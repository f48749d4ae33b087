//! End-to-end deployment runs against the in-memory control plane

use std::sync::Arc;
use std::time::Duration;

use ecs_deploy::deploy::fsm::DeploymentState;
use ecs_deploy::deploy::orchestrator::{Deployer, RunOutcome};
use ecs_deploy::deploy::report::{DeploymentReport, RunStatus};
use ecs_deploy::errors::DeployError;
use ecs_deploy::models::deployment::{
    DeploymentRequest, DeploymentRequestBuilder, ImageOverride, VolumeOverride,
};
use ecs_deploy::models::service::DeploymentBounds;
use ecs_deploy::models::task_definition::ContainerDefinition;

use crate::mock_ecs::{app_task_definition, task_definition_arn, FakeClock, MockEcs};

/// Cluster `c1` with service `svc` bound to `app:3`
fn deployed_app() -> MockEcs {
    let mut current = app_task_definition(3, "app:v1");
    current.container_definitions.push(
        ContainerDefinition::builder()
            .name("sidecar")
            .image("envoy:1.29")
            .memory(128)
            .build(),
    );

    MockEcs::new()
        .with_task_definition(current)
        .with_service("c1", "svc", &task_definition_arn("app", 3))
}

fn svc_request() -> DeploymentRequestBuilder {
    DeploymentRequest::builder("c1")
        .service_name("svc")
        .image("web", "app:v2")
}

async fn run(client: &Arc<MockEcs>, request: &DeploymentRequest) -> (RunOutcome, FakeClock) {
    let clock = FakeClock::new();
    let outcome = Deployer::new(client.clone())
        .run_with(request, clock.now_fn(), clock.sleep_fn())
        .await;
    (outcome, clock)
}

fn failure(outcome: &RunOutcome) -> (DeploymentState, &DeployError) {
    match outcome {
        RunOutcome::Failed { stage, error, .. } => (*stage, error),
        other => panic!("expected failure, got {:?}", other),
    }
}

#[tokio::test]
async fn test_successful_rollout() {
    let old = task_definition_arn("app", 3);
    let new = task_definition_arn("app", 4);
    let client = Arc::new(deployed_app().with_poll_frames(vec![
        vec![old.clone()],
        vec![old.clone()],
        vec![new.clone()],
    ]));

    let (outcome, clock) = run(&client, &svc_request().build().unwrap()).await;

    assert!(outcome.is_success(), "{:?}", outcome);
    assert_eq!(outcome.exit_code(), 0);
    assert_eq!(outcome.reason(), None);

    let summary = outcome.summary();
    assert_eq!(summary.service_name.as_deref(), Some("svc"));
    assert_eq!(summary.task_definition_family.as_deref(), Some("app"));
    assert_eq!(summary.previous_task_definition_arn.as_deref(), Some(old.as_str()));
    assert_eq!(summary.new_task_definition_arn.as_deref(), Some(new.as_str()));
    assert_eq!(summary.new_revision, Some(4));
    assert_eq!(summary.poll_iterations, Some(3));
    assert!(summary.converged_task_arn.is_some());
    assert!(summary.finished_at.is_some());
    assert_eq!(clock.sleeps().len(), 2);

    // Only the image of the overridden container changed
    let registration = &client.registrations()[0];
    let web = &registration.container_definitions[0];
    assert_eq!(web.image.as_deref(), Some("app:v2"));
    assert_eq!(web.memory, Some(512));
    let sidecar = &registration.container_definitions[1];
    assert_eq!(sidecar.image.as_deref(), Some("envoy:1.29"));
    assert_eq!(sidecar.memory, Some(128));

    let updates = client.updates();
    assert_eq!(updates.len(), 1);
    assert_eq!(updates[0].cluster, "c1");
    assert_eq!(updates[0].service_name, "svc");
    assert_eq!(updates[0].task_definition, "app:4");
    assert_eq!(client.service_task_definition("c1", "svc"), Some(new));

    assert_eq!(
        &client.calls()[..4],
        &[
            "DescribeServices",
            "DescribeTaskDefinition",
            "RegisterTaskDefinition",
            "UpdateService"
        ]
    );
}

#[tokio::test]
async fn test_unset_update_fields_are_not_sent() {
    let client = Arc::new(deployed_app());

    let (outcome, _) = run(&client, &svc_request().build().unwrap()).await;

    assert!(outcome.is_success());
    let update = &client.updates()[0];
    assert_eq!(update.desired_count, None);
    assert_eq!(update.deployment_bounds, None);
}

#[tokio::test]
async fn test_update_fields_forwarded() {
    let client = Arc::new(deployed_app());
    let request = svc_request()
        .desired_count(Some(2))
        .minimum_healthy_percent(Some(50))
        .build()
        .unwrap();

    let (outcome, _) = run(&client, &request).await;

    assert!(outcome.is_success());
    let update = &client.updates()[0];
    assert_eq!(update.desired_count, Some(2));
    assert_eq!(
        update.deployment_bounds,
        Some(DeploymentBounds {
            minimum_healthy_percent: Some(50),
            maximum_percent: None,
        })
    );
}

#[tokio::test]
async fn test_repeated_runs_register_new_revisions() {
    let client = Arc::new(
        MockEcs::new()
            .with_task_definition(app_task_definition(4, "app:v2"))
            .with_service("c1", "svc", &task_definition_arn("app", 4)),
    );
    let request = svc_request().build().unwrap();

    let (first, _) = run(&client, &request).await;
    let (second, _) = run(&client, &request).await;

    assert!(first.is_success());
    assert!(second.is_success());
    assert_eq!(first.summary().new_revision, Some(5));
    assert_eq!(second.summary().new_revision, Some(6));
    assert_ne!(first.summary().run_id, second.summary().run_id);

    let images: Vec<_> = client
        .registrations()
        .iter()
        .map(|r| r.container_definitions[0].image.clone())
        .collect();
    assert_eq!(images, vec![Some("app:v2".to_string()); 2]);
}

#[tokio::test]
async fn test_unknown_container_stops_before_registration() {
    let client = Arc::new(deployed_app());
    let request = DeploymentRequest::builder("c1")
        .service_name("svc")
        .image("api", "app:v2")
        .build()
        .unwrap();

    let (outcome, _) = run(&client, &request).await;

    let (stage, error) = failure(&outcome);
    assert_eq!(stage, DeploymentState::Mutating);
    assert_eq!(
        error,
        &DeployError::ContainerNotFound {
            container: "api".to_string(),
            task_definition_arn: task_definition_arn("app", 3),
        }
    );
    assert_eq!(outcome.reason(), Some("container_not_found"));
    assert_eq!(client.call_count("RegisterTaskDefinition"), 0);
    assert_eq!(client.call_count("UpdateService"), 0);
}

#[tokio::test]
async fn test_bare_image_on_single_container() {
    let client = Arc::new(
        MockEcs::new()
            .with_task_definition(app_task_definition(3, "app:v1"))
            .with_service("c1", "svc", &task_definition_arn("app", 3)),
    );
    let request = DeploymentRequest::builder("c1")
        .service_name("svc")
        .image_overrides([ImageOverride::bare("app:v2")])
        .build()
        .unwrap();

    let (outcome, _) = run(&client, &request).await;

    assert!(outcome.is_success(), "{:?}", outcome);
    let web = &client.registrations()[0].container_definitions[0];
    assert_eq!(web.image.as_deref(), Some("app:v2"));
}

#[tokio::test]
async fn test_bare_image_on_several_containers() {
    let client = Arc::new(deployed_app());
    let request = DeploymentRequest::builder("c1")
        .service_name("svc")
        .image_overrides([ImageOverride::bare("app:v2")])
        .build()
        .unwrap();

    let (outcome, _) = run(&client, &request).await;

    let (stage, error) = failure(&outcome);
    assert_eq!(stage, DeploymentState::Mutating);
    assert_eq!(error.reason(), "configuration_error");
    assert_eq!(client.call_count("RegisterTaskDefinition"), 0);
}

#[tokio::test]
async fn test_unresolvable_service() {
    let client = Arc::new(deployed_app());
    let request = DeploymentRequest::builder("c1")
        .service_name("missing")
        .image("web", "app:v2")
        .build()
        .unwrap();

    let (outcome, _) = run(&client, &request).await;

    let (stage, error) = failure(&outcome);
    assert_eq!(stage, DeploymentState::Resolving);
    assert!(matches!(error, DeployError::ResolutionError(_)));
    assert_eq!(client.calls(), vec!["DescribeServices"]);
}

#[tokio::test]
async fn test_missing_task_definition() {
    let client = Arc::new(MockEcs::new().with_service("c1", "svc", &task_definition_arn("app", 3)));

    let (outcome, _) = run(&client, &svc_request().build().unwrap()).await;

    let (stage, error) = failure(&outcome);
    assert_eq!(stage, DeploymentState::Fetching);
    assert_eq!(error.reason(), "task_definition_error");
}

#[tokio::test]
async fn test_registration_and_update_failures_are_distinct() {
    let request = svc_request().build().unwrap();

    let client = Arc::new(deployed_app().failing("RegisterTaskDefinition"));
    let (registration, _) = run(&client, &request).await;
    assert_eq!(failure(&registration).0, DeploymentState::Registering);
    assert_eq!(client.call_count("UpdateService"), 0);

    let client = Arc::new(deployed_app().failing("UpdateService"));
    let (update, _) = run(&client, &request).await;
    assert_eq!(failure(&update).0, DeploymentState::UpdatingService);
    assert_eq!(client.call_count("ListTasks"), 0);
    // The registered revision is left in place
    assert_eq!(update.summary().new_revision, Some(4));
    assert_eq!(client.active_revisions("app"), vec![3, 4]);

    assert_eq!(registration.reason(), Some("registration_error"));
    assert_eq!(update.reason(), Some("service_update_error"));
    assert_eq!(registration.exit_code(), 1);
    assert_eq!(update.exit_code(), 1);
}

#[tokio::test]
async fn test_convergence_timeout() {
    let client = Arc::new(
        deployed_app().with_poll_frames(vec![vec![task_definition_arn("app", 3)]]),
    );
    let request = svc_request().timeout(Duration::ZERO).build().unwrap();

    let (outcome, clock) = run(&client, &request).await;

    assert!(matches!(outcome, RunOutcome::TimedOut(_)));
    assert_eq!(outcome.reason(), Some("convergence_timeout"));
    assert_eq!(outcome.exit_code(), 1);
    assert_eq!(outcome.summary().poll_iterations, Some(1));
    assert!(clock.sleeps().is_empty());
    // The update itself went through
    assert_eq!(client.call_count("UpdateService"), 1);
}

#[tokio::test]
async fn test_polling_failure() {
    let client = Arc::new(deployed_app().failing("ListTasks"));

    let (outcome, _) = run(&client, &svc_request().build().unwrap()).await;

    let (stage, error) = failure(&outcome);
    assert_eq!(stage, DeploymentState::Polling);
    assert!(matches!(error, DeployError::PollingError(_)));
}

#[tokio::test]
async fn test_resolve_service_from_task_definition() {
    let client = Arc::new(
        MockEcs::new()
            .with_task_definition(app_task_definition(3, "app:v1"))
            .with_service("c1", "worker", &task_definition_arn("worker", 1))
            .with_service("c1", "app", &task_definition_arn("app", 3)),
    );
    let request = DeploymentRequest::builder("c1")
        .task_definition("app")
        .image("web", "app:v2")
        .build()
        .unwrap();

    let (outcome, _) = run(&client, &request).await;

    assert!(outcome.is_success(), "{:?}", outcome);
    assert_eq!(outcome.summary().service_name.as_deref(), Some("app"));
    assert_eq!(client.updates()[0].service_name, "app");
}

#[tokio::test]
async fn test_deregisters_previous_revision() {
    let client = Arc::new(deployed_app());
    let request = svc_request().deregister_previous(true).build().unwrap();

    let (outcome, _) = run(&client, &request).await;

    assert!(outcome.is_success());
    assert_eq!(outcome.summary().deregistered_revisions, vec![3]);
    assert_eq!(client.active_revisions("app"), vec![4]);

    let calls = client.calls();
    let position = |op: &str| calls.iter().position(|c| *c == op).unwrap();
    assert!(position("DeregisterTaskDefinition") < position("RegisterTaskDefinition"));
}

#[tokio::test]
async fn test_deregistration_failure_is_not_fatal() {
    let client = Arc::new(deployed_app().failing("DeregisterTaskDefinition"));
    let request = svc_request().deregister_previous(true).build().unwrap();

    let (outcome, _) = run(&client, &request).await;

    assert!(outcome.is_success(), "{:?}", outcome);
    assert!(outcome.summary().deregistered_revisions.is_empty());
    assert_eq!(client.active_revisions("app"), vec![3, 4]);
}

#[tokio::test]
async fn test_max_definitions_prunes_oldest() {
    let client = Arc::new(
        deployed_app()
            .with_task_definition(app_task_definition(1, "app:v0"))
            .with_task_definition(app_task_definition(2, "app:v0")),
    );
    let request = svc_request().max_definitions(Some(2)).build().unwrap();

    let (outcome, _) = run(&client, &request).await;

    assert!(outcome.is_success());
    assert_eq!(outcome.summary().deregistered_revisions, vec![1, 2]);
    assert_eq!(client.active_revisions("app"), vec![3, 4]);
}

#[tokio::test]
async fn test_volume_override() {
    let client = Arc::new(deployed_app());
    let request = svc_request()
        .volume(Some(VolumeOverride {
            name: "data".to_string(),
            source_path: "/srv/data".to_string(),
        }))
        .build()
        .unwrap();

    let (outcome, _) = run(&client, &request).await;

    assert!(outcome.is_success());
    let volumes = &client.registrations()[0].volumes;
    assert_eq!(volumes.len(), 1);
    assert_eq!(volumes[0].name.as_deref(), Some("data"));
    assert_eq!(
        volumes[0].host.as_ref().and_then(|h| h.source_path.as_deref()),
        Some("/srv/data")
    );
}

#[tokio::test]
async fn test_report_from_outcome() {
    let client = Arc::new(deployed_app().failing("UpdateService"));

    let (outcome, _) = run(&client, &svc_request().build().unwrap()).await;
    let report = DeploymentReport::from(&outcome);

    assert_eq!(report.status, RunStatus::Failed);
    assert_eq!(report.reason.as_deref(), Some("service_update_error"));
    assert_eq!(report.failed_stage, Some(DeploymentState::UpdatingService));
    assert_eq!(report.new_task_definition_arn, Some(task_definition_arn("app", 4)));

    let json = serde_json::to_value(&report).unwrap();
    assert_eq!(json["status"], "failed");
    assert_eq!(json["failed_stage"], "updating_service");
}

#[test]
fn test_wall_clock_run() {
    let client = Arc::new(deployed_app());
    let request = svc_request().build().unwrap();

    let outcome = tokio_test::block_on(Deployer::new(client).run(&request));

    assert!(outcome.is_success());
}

--

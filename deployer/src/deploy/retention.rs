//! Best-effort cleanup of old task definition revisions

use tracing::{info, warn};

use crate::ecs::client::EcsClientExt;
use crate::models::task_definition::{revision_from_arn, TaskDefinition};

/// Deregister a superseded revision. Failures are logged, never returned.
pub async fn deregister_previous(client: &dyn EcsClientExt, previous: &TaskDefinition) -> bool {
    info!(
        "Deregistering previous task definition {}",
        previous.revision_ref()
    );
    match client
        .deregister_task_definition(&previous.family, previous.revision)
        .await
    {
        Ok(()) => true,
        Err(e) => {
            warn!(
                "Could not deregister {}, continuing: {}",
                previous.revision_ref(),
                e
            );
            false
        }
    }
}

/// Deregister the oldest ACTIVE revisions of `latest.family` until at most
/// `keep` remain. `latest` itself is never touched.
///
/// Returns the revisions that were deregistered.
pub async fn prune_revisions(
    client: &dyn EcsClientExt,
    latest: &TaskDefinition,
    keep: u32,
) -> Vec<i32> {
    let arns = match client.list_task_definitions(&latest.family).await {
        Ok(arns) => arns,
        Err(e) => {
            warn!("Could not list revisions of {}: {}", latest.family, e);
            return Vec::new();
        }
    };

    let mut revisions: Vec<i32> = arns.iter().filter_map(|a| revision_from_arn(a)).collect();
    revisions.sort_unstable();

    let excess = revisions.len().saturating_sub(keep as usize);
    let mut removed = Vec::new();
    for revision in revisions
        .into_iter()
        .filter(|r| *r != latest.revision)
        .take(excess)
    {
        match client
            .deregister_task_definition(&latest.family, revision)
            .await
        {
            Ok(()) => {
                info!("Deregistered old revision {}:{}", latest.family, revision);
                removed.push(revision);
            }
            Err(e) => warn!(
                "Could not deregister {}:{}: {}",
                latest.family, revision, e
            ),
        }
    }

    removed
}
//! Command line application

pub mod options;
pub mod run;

--

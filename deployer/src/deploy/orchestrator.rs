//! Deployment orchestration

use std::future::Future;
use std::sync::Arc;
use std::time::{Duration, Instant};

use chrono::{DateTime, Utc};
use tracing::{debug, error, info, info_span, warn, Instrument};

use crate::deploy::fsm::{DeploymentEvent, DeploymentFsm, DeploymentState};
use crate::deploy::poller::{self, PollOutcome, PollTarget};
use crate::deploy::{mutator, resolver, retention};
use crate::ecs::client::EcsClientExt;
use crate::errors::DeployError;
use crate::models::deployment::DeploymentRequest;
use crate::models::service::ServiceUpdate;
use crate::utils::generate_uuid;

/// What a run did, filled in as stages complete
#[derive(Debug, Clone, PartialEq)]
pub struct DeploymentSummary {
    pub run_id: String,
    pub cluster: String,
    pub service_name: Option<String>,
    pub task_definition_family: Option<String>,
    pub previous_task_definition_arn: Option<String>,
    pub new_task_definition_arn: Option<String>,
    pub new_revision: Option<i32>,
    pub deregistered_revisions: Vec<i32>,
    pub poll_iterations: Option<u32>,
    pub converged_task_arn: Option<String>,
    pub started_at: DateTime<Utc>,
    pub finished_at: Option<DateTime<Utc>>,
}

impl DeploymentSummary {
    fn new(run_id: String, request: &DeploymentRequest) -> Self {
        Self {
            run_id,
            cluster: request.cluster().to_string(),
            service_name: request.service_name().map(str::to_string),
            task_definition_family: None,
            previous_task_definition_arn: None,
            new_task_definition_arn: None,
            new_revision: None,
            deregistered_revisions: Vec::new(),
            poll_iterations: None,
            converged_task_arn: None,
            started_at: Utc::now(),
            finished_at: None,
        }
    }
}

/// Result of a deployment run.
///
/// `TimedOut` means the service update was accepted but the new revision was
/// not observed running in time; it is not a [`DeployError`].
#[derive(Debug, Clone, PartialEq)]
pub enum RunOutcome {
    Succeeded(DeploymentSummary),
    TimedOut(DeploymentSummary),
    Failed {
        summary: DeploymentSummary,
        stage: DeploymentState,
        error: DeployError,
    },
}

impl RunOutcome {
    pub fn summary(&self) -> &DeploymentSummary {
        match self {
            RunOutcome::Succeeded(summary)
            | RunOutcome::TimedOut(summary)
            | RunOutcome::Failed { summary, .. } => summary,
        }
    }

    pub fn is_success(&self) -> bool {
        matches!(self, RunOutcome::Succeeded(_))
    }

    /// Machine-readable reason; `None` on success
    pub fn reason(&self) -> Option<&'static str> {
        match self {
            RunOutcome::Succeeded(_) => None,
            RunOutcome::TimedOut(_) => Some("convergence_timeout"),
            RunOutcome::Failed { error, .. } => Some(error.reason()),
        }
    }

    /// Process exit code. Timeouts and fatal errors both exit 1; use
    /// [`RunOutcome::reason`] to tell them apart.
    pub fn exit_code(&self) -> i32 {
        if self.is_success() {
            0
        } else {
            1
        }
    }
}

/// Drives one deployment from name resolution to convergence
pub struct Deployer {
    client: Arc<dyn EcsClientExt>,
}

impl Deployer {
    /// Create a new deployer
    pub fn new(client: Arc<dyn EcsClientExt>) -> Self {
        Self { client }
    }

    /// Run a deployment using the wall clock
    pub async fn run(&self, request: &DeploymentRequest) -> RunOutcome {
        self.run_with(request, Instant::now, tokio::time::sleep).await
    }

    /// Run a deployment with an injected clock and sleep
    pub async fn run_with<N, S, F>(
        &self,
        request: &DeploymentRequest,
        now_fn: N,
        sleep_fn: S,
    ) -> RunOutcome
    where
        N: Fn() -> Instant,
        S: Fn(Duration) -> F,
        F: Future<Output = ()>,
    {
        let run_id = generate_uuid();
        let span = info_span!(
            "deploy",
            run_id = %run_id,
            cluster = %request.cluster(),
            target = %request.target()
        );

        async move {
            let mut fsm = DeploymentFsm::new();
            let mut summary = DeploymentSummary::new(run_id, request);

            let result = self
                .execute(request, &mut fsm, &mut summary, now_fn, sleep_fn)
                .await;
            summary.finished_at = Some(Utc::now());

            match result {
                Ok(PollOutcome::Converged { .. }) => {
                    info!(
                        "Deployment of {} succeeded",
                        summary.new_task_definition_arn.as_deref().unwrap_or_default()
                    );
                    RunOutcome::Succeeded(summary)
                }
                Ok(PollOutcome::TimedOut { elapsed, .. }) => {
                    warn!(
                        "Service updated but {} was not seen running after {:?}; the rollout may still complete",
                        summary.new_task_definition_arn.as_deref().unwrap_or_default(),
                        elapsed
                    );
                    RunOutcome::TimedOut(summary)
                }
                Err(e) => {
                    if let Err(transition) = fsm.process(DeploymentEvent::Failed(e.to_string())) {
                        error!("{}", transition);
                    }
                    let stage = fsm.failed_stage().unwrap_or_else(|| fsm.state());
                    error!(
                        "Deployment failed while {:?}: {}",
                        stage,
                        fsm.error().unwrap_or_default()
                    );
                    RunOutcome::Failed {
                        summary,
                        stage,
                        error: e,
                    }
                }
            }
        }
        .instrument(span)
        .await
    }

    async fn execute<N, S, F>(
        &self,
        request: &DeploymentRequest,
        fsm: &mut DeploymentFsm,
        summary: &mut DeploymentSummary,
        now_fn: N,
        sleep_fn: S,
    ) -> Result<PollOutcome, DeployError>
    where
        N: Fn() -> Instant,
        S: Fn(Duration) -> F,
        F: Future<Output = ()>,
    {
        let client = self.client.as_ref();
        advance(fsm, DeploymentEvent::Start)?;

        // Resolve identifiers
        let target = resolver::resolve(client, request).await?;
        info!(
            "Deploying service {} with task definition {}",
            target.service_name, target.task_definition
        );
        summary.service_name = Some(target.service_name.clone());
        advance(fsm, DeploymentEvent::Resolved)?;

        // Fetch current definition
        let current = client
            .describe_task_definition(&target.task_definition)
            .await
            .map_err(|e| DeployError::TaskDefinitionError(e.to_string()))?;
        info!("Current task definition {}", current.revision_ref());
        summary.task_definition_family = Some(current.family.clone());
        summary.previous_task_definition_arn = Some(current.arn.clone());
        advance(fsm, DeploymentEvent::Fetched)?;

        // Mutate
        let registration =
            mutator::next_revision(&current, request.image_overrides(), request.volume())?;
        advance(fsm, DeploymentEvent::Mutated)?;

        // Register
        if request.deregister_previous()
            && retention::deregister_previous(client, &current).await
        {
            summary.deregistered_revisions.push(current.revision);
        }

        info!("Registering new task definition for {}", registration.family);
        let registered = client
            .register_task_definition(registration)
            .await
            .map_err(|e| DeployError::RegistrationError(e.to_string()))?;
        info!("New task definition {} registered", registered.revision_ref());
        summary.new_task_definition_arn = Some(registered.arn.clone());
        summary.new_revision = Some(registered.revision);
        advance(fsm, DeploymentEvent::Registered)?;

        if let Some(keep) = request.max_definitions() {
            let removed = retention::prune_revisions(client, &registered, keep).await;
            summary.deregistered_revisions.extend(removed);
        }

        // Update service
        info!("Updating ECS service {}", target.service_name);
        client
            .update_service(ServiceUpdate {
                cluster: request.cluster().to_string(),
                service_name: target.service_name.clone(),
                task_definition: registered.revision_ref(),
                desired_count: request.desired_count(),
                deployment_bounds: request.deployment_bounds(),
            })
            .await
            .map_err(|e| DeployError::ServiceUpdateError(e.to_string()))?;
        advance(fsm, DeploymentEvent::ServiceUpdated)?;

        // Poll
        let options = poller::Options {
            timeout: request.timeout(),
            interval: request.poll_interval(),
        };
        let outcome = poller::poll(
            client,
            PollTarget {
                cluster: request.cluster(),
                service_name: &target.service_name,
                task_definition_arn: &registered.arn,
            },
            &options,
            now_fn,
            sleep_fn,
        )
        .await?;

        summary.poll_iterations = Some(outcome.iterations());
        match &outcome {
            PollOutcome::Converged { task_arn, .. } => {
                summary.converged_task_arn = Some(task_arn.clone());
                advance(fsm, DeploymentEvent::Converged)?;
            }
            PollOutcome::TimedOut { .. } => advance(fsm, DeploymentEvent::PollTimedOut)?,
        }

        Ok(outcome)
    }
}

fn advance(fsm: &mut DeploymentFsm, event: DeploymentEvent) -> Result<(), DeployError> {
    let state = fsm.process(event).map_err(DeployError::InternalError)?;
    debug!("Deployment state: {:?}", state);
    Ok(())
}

:: Work required ::
Show all lines from the records above where the word "envoy" occurs.

:: Exercise solution ::
            .image("envoy:1.29")
    assert_eq!(sidecar.image.as_deref(), Some("envoy:1.29"));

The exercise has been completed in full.